Hemigrapsus is a genus of varunid crabs comprising thirteen species native almost exclusively in the Pacific Ocean, but two have been introduced to the North Atlantic region.

==Biogeography==
The natural range of the genus is restricted to the Pacific Ocean, except for Hemigrapsus affinis which lives along the Atlantic coasts of South America, from Cape São Roque (Rio Grande do Norte state, Brazil) to the San Matías Gulf, (Patagonia, Argentina). H. estellinensis is almost certainly extinct, but was endemic to a hypersaline spring in the Texas Panhandle, 500 mi from the sea. Populations of Hemigrapsus sanguineus have been introduced from the species' native range in East Asia to several places, and now range along the Atlantic coast of North American from Portland, Maine to North Carolina, along the West European coast from northern Spain to Denmark, and in the northern Adriatic Sea and northern Black Sea.
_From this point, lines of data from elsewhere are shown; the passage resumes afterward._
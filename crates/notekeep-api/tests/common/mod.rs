//! Shared harness for router-level tests.
//!
//! Requests go straight through the router with `oneshot`; no socket is bound.
#![allow(dead_code)]

use std::sync::Arc;

use async_trait::async_trait;
use axum::{
    body::{to_bytes, Body},
    http::{header, Method, Request, StatusCode},
    Router,
};
use serde_json::Value;
use tower::ServiceExt;

use notekeep_api::{auth::StaticTokenResolver, build_router, config::ApiConfig, AppState};
use notekeep_core::{
    AuthUser, Error, IdentityResolver, NewNote, Note, NoteFilter, NoteOrder, NotePatch,
    NoteRepository, Result,
};
use notekeep_db::MemoryNoteRepository;

pub const ALICE: &str = "token-alice";
pub const BOB: &str = "token-bob";

pub fn resolver() -> StaticTokenResolver {
    StaticTokenResolver::parse("token-alice=alice,token-bob=bob").expect("valid token table")
}

/// Router over an empty in-memory store.
pub fn memory_app() -> Router {
    app_with(Arc::new(MemoryNoteRepository::new()), Arc::new(resolver()))
}

pub fn app_with(notes: Arc<dyn NoteRepository>, identity: Arc<dyn IdentityResolver>) -> Router {
    build_router(AppState::new(notes, identity), &ApiConfig::default())
}

pub struct TestResponse {
    pub status: StatusCode,
    pub headers: axum::http::HeaderMap,
    pub body: Value,
}

impl TestResponse {
    pub fn message(&self) -> &str {
        self.body["message"].as_str().unwrap_or_default()
    }
}

pub async fn send(
    app: &Router,
    method: Method,
    uri: &str,
    token: Option<&str>,
    body: Option<Value>,
) -> TestResponse {
    let mut builder = Request::builder().method(method).uri(uri);
    if let Some(token) = token {
        builder = builder.header(header::AUTHORIZATION, format!("Bearer {}", token));
    }
    let request = match body {
        Some(json) => builder
            .header(header::CONTENT_TYPE, "application/json")
            .body(Body::from(json.to_string())),
        None => builder.body(Body::empty()),
    }
    .unwrap();

    let response = app.clone().oneshot(request).await.unwrap();
    let status = response.status();
    let headers = response.headers().clone();
    let bytes = to_bytes(response.into_body(), usize::MAX).await.unwrap();
    let body = if bytes.is_empty() {
        Value::Null
    } else {
        serde_json::from_slice(&bytes).unwrap_or(Value::Null)
    };
    TestResponse {
        status,
        headers,
        body,
    }
}

pub async fn create(app: &Router, token: &str, body: Value) -> TestResponse {
    send(app, Method::POST, "/api/notes/create", Some(token), Some(body)).await
}

/// Create a note and return its id.
pub async fn create_titled(app: &Router, token: &str, title: &str) -> String {
    let res = create(app, token, serde_json::json!({ "title": title })).await;
    assert_eq!(res.status, StatusCode::CREATED, "create failed: {}", res.body);
    res.body["data"]["id"].as_str().unwrap().to_string()
}

/// Store whose every call fails like a lost database connection.
pub struct FailingRepository;

fn store_down() -> Error {
    Error::Internal("connection refused".to_string())
}

#[async_trait]
impl NoteRepository for FailingRepository {
    async fn create(&self, _note: NewNote) -> Result<Note> {
        Err(store_down())
    }

    async fn find_first(&self, _filter: NoteFilter) -> Result<Option<Note>> {
        Err(store_down())
    }

    async fn update(&self, _filter: NoteFilter, _patch: NotePatch) -> Result<Option<Note>> {
        Err(store_down())
    }

    async fn find_many(
        &self,
        _filter: NoteFilter,
        _order: NoteOrder,
        _skip: i64,
        _take: i64,
    ) -> Result<Vec<Note>> {
        Err(store_down())
    }

    async fn count(&self, _filter: NoteFilter) -> Result<i64> {
        Err(store_down())
    }
}

/// Identity backend that is unreachable.
pub struct FailingResolver;

#[async_trait]
impl IdentityResolver for FailingResolver {
    async fn resolve(&self, _token: &str) -> Result<Option<AuthUser>> {
        Err(store_down())
    }
}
H. takanoi is native to East Asia, but has been introduced to western Europe, now extending from northern Spain to Denmark, including the westernmost Baltic Sea area.

==Species==
Fifteen species are currently recognised:

- Hemigrapsus affinis Dana, 1851
- Hemigrapsus crassimanus Dana, 1851
- Hemigrapsus crenulatus (H. Milne-Edwards, 1837)
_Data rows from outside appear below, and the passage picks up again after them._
//! Server configuration read from the environment.
//!
//! | Variable             | Default                        |
//! |----------------------|--------------------------------|
//! | `HOST`               | `0.0.0.0`                      |
//! | `PORT`               | `3000`                         |
//! | `NOTES_STORAGE`      | `postgres` (`memory` for dev)  |
//! | `DATABASE_URL`       | `postgres://localhost/notekeep`|
//! | `DB_MAX_CONNECTIONS` | `10`                           |
//! | `AUTH_TOKENS`        | unset (`token=user,...`)       |
//! | `ALLOWED_ORIGINS`    | `http://localhost:3000`        |
//! | `MAX_BODY_BYTES`     | `1048576`                      |
//! | `LOG_FORMAT`         | `text` (or `json`)             |
//! | `LOG_FILE`           | unset (stdout)                 |
//! | `LOG_ANSI`           | auto                           |

use std::net::SocketAddr;
use std::str::FromStr;

use notekeep_core::defaults;
use notekeep_core::{Error, Result};

const DEFAULT_DATABASE_URL: &str = "postgres://localhost/notekeep";
const DEFAULT_ALLOWED_ORIGINS: &str = "http://localhost:3000";

/// Where notes live.
#[derive(Debug, Clone, Copy, PartialEq, Eq)]
pub enum StorageKind {
    Postgres,
    Memory,
}

impl FromStr for StorageKind {
    type Err = Error;

    fn from_str(s: &str) -> Result<Self> {
        match s.trim().to_ascii_lowercase().as_str() {
            "postgres" | "postgresql" => Ok(StorageKind::Postgres),
            "memory" => Ok(StorageKind::Memory),
            other => Err(Error::Config(format!(
                "NOTES_STORAGE must be 'postgres' or 'memory', got '{}'",
                other
            ))),
        }
    }
}

#[derive(Debug, Clone, Copy, PartialEq, Eq, Default)]
pub enum LogFormat {
    #[default]
    Text,
    Json,
}

#[derive(Debug, Clone, Default, PartialEq, Eq)]
pub struct LogConfig {
    pub format: LogFormat,
    /// Log to this file (rotated daily) instead of stdout.
    pub file: Option<String>,
    /// Force ANSI colors on or off.
    pub ansi: Option<bool>,
}

#[derive(Debug, Clone, PartialEq, Eq)]
pub struct ApiConfig {
    pub host: String,
    pub port: u16,
    pub storage: StorageKind,
    pub database_url: String,
    pub db_max_connections: u32,
    /// Raw `token=user` pairs for the static resolver.
    pub auth_tokens: Option<String>,
    pub allowed_origins: Vec<String>,
    pub max_body_bytes: usize,
    pub log: LogConfig,
}

impl Default for ApiConfig {
    fn default() -> Self {
        Self {
            host: defaults::SERVER_HOST.to_string(),
            port: defaults::SERVER_PORT,
            storage: StorageKind::Postgres,
            database_url: DEFAULT_DATABASE_URL.to_string(),
            db_max_connections: defaults::DB_MAX_CONNECTIONS,
            auth_tokens: None,
            allowed_origins: split_list(DEFAULT_ALLOWED_ORIGINS),
            max_body_bytes: defaults::MAX_BODY_BYTES,
            log: LogConfig::default(),
        }
    }
}

impl ApiConfig {
    pub fn from_env() -> Result<Self> {
        Self::from_lookup(|key| std::env::var(key).ok())
    }

    /// Build a config from an arbitrary variable source.
    pub fn from_lookup<F>(lookup: F) -> Result<Self>
    where
        F: Fn(&str) -> Option<String>,
    {
        let base = Self::default();
        let var = |key: &str| lookup(key).filter(|v| !v.trim().is_empty());

        let storage = match var("NOTES_STORAGE") {
            Some(raw) => raw.parse()?,
            None => base.storage,
        };
        let auth_tokens = var("AUTH_TOKENS");
        if storage == StorageKind::Memory && auth_tokens.is_none() {
            return Err(Error::Config(
                "AUTH_TOKENS is required when NOTES_STORAGE=memory".to_string(),
            ));
        }

        let format = match var("LOG_FORMAT").as_deref().map(str::trim) {
            None | Some("text") => LogFormat::Text,
            Some("json") => LogFormat::Json,
            Some(other) => {
                return Err(Error::Config(format!(
                    "LOG_FORMAT must be 'text' or 'json', got '{}'",
                    other
                )))
            }
        };

        Ok(Self {
            host: var("HOST").unwrap_or(base.host),
            port: parse_number(var("PORT"), "PORT", base.port)?,
            storage,
            database_url: var("DATABASE_URL").unwrap_or(base.database_url),
            db_max_connections: parse_number(
                var("DB_MAX_CONNECTIONS"),
                "DB_MAX_CONNECTIONS",
                base.db_max_connections,
            )?,
            auth_tokens,
            allowed_origins: var("ALLOWED_ORIGINS")
                .map(|raw| split_list(&raw))
                .unwrap_or(base.allowed_origins),
            max_body_bytes: parse_number(var("MAX_BODY_BYTES"), "MAX_BODY_BYTES", base.max_body_bytes)?,
            log: LogConfig {
                format,
                file: var("LOG_FILE"),
                ansi: var("LOG_ANSI").map(|v| v == "true" || v == "1"),
            },
        })
    }

    pub fn bind_addr(&self) -> Result<SocketAddr> {
        format!("{}:{}", self.host, self.port)
            .parse()
            .map_err(|e| Error::Config(format!("Invalid HOST/PORT: {}", e)))
    }
}

fn parse_number<T: FromStr>(raw: Option<String>, name: &str, default: T) -> Result<T> {
    match raw {
        None => Ok(default),
        Some(value) => value
            .trim()
            .parse()
            .map_err(|_| Error::Config(format!("{} must be a number, got '{}'", name, value))),
    }
}

fn split_list(raw: &str) -> Vec<String> {
    raw.split(',')
        .map(str::trim)
        .filter(|s| !s.is_empty())
        .map(String::from)
        .collect()
}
- †Hemigrapsus estellinensis Creel, 1964
- Hemigrapsus gibbus (Hombron & Jacquinot, 1846)
- Hemigrapsus longitarsus (Miers, 1879)
- Hemigrapsus nudus (Dana, 1851)
- Hemigrapsus octodentatus (H. Milne-Edwards, 1837)
- Hemigrapsus oregonensis (Dana, 1851)
- Hemigrapsus pallipes (H. Milne-Edwards, 1837)
- Hemigrapsus penicillatus (De Haan, 1835)
- Hemigrapsus sanguineus (De Haan, 1835)
- Hemigrapsus sexdentatus (H. Milne-Edwards, 1837)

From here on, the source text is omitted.